I think it's mostly scoping worries, though transform
is both laxer and stricter than mutate
, and not always how you'd think, e.g.
library(magrittr)
set.seed(47)
some_data <- data.frame(i = 1:4)
# Recycling works...
some_data %>% transform(x = rnorm(2))
#> i x
#> 1 1 1.9946963
#> 2 2 0.7111425
#> 3 3 1.9946963
#> 4 4 0.7111425
# ...but not partial recycling
data.frame(i = 1:5) %>% transform(x = rnorm(2))
#> Error in data.frame(structure(list(i = 1:5), .Names = "i", row.names = c(NA, : arguments imply differing number of rows: 5, 2
# Referring to previously created variables doesn't work...
some_data %>%
transform(x = rnorm(2),
y = x)
#> Error in eval(substitute(list(...)), `_data`, parent.frame()): object 'x' not found
# ...unless they're in different calls
some_data %>%
transform(x = rnorm(2)) %>%
transform(y = x)
#> i x y
#> 1 1 -0.98548216 -0.98548216
#> 2 2 0.01513086 0.01513086
#> 3 3 -0.98548216 -0.98548216
#> 4 4 0.01513086 0.01513086
x <- 2
# If a global variable by the same name exists, it will grab it even if there's an earlier one in the call...
some_data %>%
transform(x = rnorm(2),
y = x)
#> i x y
#> 1 1 -0.2520459 2
#> 2 2 -1.4657503 2
#> 3 3 -0.2520459 2
#> 4 4 -1.4657503 2
# ...unless the calls are separated, in which case the data frame `x` takes priority
some_data %>%
transform(x = rnorm(2)) %>%
transform(y = x)
#> i x y
#> 1 1 -0.92245624 -0.92245624
#> 2 2 0.03960243 0.03960243
#> 3 3 -0.92245624 -0.92245624
#> 4 4 0.03960243 0.03960243
# If you want to get a global variable with the same name as a data frame variable, you have to tell it where to look...
some_data %>%
transform(x = rnorm(2),
y = substitute(x, env = globalenv()))
#> i x y
#> 1 1 0.4938202 2
#> 2 2 -1.8282292 2
#> 3 3 0.4938202 2
#> 4 4 -1.8282292 2
# ...in which case it doesn't matter how you separate the calls
some_data %>%
transform(x = rnorm(2)) %>%
transform(y = substitute(x, env = globalenv()))
#> i x y
#> 1 1 0.09147291 2
#> 2 2 0.67077922 2
#> 3 3 0.09147291 2
#> 4 4 0.67077922 2
dplyr is stricter about recycling (only length-1 vectors), but handles scoping very similarly.
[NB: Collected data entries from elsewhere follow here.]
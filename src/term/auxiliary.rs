//! Auxiliary evaluator and initial-condition contracts.

use crate::types::FieldId;

use super::context::AuxContext;

/// Trait for auxiliary (derived-quantity) evaluators.
///
/// Auxiliary evaluators compute a value directly instead of contributing
/// to a residual. Most are pure functions of the context; the temporal
/// evaluators document their own state handling.
pub trait AuxKernel: Send + Sync {
    /// Name of this evaluator for debugging and logging.
    fn name(&self) -> &'static str;

    /// The auxiliary field this evaluator writes.
    fn variable(&self) -> FieldId;

    /// Compute the auxiliary value at one point.
    fn compute_value(&self, ctx: &AuxContext) -> f64;
}

/// Trait for initial conditions.
///
/// Evaluated once per node before time stepping starts. Nonlinear
/// algebraic couplings ship a parameter-mirrored initial condition that
/// evaluates the same relation, so the first Newton solve starts from a
/// consistent state.
pub trait InitialCondition: Send + Sync {
    /// Name of this initial condition for debugging and logging.
    fn name(&self) -> &'static str;

    /// The field this initial condition sets.
    fn variable(&self) -> FieldId;

    /// Initial value at one point.
    fn value(&self, ctx: &AuxContext) -> f64;
}
//! First-order recycle of an outlet value back to an inlet.
//!
//! dC_in/dt = R·(C_out − C_in), discretized with implicit Euler:
//!
//! C_in = (C_in_old + Δt·R·C_out) / (1 + Δt·R)

/// One implicit-Euler step of the recycle relation.
#[inline]
pub fn first_order_recycle(inlet_old: f64, outlet: f64, rate: f64, dt: f64) -> f64 {
    (inlet_old + dt * rate * outlet) / (1.0 + dt * rate)
}

#[cfg(test)]
mod tests {
    use super::*;

    const TOL: f64 = 1e-14;

    #[test]
    fn test_zero_rate_holds_old_value() {
        assert!((first_order_recycle(2.0, 10.0, 0.0, 0.5) - 2.0).abs() < TOL);
    }

    #[test]
    fn test_relaxes_toward_outlet() {
        // (1 + 0.1·2·6) / (1 + 0.2) = 2.2/1.2
        let c = first_order_recycle(1.0, 6.0, 2.0, 0.1);
        assert!((c - 2.2 / 1.2).abs() < TOL);

        let mut c = 0.0;
        for _ in 0..200 {
            c = first_order_recycle(c, 6.0, 2.0, 0.1);
        }
        assert!((c - 6.0).abs() < 1e-6);
    }
}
When you're working with a data frame and environment you control, that behavior makes coding very quick. When the code will be operating on an arbitrary, unknown data frame or in an arbitrary environment, that behavior becomes risky for both transform
and mutate
(Could there be a similarly-named vector in a parent environment?), and quickly leads to either abandoning both in favor of safer [[
syntax or some gymnastic defensive coding.
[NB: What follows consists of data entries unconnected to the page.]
#[cfg(test)]
mod tests {
    use super::*;
    use crate::error::ConfigurationError;
    use crate::kernels::testing::{assert_jacobian, qp};
    use crate::term::FieldValue;

    const TOL: f64 = 1e-12;

    fn registry() -> FieldRegistry {
        FieldRegistry::with_fields(["c0", "c1", "c2", "c3", "c4", "d0", "d1", "d2", "km", "cb"])
    }

    fn fields() -> [FieldValue; 10] {
        [
            FieldValue::new(1.0),
            FieldValue::new(0.8),
            FieldValue::new(0.5),
            FieldValue::new(0.35),
            FieldValue::new(0.2),
            FieldValue::new(2.0e-3),
            FieldValue::new(3.0e-3),
            FieldValue::new(1.5e-3),
            FieldValue::new(0.04),
            FieldValue::new(0.9),
        ]
    }

    fn interior(node_id: usize, upper: &str, lower: &str) -> Result<MicroscaleDiffusion> {
        MicroscaleDiffusion::interior(
            MicroscaleDiffusionConfig {
                variable: format!("c{node_id}"),
                node_id,
                num_nodes: 5,
                micro_length: 1.0,
                coord_id: 2,
                diffusivity: 0.5,
                upper_neighbor: upper.into(),
                lower_neighbor: lower.into(),
            },
            &registry(),
        )
    }

    #[test]
    fn test_interior_residual() {
        let k = interior(2, "c3", "c1").unwrap();
        let f = fields();
        let ctx = qp(&f);

        // dr = 0.25, g = r², g_{2.5} = ½(0.25 + 0.5625), g_{1.5} = ½(0.25 + 0.0625)
        let dr2 = 0.0625;
        let upper = 0.5 * (0.25 + 0.5625) * 0.5 / dr2 * (0.5 - 0.35);
        let lower = 0.5 * (0.25 + 0.0625) * 0.5 / dr2 * (0.5 - 0.8);
        assert!((k.compute_qp_residual(&ctx) - ctx.test * (upper + lower)).abs() < TOL);
        assert_jacobian(&k, &ctx);
    }

    #[test]
    fn test_interior_rejects_boundary_nodes() {
        assert!(interior(0, "c1", "c0").is_err());
        assert!(interior(4, "c4", "c3").is_err());
        assert!(matches!(
            interior(7, "c1", "c0"),
            Err(ConfigurationError::OutOfRange { parameter: "node_id", .. })
        ));
    }

    #[test]
    fn test_too_few_nodes() {
        let result = MicroscaleDiffusion::inner(
            MicroscaleDiffusionInnerBCConfig {
                variable: "c0".into(),
                num_nodes: 1,
                micro_length: 1.0,
                coord_id: 0,
                diffusivity: 1.0,
                upper_neighbor: "c1".into(),
            },
            &registry(),
        );
        assert!(matches!(
            result,
            Err(ConfigurationError::OutOfRange { parameter: "num_nodes", .. })
        ));
    }

    #[test]
    fn test_bad_coordinate_id() {
        let result = MicroscaleDiffusion::inner(
            MicroscaleDiffusionInnerBCConfig {
                variable: "c0".into(),
                num_nodes: 5,
                micro_length: 1.0,
                coord_id: 3,
                diffusivity: 1.0,
                upper_neighbor: "c1".into(),
            },
            &registry(),
        );
        assert!(result.is_err());
    }

    #[test]
    fn test_inner_planar_has_only_upper_flux() {
        let k = MicroscaleDiffusion::inner(
            MicroscaleDiffusionInnerBCConfig {
                variable: "c0".into(),
                num_nodes: 5,
                micro_length: 1.0,
                coord_id: 0,
                diffusivity: 0.5,
                upper_neighbor: "c1".into(),
            },
            &registry(),
        )
        .unwrap();
        let f = fields();
        let ctx = qp(&f);
        let expected = ctx.test * 0.5 / 0.0625 * (1.0 - 0.8);
        assert!((k.compute_qp_residual(&ctx) - expected).abs() < TOL);
        assert_eq!(k.coupled_fields(), vec![FieldId::new(1)]);
        assert_jacobian(&k, &ctx);
    }

    #[test]
    fn test_outer_film_exchange() {
        let k = MicroscaleDiffusion::outer(
            MicroscaleDiffusionOuterBCConfig {
                variable: "c4".into(),
                num_nodes: 5,
                micro_length: 1.0,
                coord_id: 1,
                diffusivity: 0.5,
                lower_neighbor: "c3".into(),
                macro_variable: "cb".into(),
                transfer_rate: "km".into(),
            },
            &registry(),
        )
        .unwrap();
        assert_eq!(k.node().get(), 4);
        let f = fields();
        assert_jacobian(&k, &qp(&f));
    }

    #[test]
    fn test_variable_diffusion_jacobians() {
        let reg = registry();
        let interior = MicroscaleDiffusion::variable_interior(
            MicroscaleVariableDiffusionConfig {
                variable: "c1".into(),
                node_id: 1,
                num_nodes: 5,
                micro_length: 0.5,
                coord_id: 2,
                upper_neighbor: "c2".into(),
                lower_neighbor: "c0".into(),
                current_diff: "d1".into(),
                upper_diff: "d2".into(),
                lower_diff: "d0".into(),
            },
            &reg,
        )
        .unwrap();
        let inner = MicroscaleDiffusion::variable_inner(
            MicroscaleVariableDiffusionInnerBCConfig {
                variable: "c0".into(),
                num_nodes: 5,
                micro_length: 0.5,
                coord_id: 2,
                upper_neighbor: "c1".into(),
                current_diff: "d0".into(),
                upper_diff: "d1".into(),
            },
            &reg,
        )
        .unwrap();
        let outer = MicroscaleDiffusion::variable_outer(
            MicroscaleVariableDiffusionOuterBCConfig {
                variable: "c4".into(),
                num_nodes: 5,
                micro_length: 0.5,
                coord_id: 2,
                lower_neighbor: "c3".into(),
                current_diff: "d2".into(),
                lower_diff: "d1".into(),
                macro_variable: "cb".into(),
                transfer_rate: "km".into(),
            },
            &reg,
        )
        .unwrap();

        let f = fields();
        let ctx = qp(&f);
        assert_eq!(interior.coupled_fields().len(), 5);
        for k in [&interior, &inner, &outer] {
            assert_jacobian(k, &ctx);
        }
    }

    #[test]
    fn test_coef_time_derivative_uses_capacity_weight() {
        let k = ProductTimeDerivative::microscale(
            MicroscaleCoefTimeDerivativeConfig {
                variable: "c0".into(),
                node_id: 0,
                num_nodes: 5,
                micro_length: 1.0,
                coord_id: 2,
                coefficient: 2.0,
            },
            &registry(),
        )
        .unwrap();
        let f = [FieldValue::new(1.0).with_dot(3.0)];
        let ctx = qp(&f);
        // capacity weight at node 0: (dr/2)² = 0.015625
        let expected = 2.0 * 0.015625 * 3.0 * ctx.test;
        assert!((k.compute_qp_residual(&ctx) - expected).abs() < TOL);
    }
}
So it's not that transform
's NSE is more risky than mutate
's (though it is less powerful; try setting a variable name to a stored string in transform
), it's that dplyr prioritizes uses where the author knows what the data looks like (the vast majority of code) and accepts that the programming cases will require a more thorough knowledge of its NSE system, whereas transform
just advises users to avoid it for programmatic usage, as controlling its NSE system effectively is significantly more of a pain than using [[
syntax.
Since most of these programmatic cases will come when writing packages, and most of those cases will end up written in base R anyway to avoid a large dependency graph, the actual number of relevant cases for programming dplyr are limited to those packages that build on the tidyverse framework, e.g. tidytext
. And occasionally people trying to operate on a terribly arranged data structure, though such an approach is rarely simpler than tidying first.